Destination 2017: New Orleans

It’s a sultry summer night, but the crowd at Shaya, comfortable in the restaurant’s air-conditioned coolness, is ordering hot pitas at a breakneck clip. Charred and puffed up like blowfish in a wood-fired oven, the bread is the perfect foil for Shaya’s baba ganoush, hummus and labneh. A waitress places a bowl of matzah ball soup—made with Yemenite curry, short ribs and English peas—in front of me, and I listen to a young couple nearby move from Spanish to English to Hebrew, while a family a few tables away argues happily in Haitian patois.

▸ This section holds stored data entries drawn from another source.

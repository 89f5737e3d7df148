//! Append-only stock movement records.
//!
//! Every inventory mutation the ledger performs is recorded as a movement
//! keyed by order id. "Already committed" and "already released" are derived
//! by querying this log per (order, product) rather than kept as overwritable
//! flags on the order, so a crash between a deduction and a marker write
//! leaves a queryable trace instead of silent drift. The log doubles as an
//! audit trail.

use std::sync::Arc;

use chrono::{DateTime, Utc};
use serde::{Deserialize, Serialize};
use uuid::Uuid;

use stockline_core::{OrderId, ProductId};

use crate::store::StoreError;

/// Direction of a recorded inventory delta.
#[derive(Debug, Copy, Clone, PartialEq, Eq, Hash, Serialize, Deserialize)]
#[serde(rename_all = "snake_case")]
pub enum MovementDirection {
    /// Stock committed to an order (quantity decremented).
    Deduction,
    /// Committed stock restored on cancellation/refund (quantity incremented).
    Restock,
}

/// One applied inventory delta for one (order, product) pair.
///
/// `quantity` is the delta **actually applied**, which can be smaller than
/// the requested line quantity when a commit clamped at zero. Release uses
/// the recorded quantity, so a clamped commit is restored by exactly what it
/// deducted.
#[derive(Debug, Clone, PartialEq, Eq, Serialize, Deserialize)]
pub struct StockMovement {
    pub movement_id: Uuid,
    pub order_id: OrderId,
    pub product_id: ProductId,
    pub quantity: i64,
    pub direction: MovementDirection,
    pub recorded_at: DateTime<Utc>,
}

impl StockMovement {
    pub fn deduction(order_id: OrderId, product_id: ProductId, quantity: i64) -> Self {
        Self::record(order_id, product_id, quantity, MovementDirection::Deduction)
    }

    pub fn restock(order_id: OrderId, product_id: ProductId, quantity: i64) -> Self {
        Self::record(order_id, product_id, quantity, MovementDirection::Restock)
    }

    fn record(
        order_id: OrderId,
        product_id: ProductId,
        quantity: i64,
        direction: MovementDirection,
    ) -> Self {
        Self {
            movement_id: Uuid::now_v7(),
            order_id,
            product_id,
            quantity,
            direction,
            recorded_at: Utc::now(),
        }
    }
}

/// Append-only movement log, queryable by order id.
///
/// Implementations must preserve append order within an order's history and
/// never mutate or delete recorded movements.
pub trait MovementLog: Send + Sync {
    fn append(&self, movement: StockMovement) -> Result<(), StoreError>;

    /// All movements recorded for an order, in append order.
    fn for_order(&self, order_id: OrderId) -> Result<Vec<StockMovement>, StoreError>;
}

impl<L> MovementLog for Arc<L>
where
    L: MovementLog + ?Sized,
{
    fn append(&self, movement: StockMovement) -> Result<(), StoreError> {
        (**self).append(movement)
    }

    fn for_order(&self, order_id: OrderId) -> Result<Vec<StockMovement>, StoreError> {
        (**self).for_order(order_id)
    }
}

“Where y’at?” says a man who stopped by to say hello in the local vernacular, and I remember I’m not in Tel Aviv or New York, but, improbably, New Orleans. Forged from a mix of early-18th-century French settlers, enslaved Africans, Cajuns, Irish and Italian immigrants and others, the port city has long been one of the country’s most diverse. But by the early 2000s, a sameness had come over New Orleans. Thanks in large part to the desire for easy tourist dollars, everywhere you went, New Orleans restaurants were serving the same clichés: blackened fish, gumbo and other Creole and Cajun staples. Food that had once been critically revered was now being uncritically reproduced, and New Orleans had become perhaps the most overrated food town in the country.

Cooper Manning, a New Orleans native who is the older brother of former NFL quarterback Peyton Manning and current Giants quarterback Eli Manning—and, as a senior managing director of Chicago-based AJ Capital Partners last year helped restore and reopen the city’s Pontchartrain Hotel—remembers the time well. “We had 300 great restaurants,” he says, “but they all had the same menu.”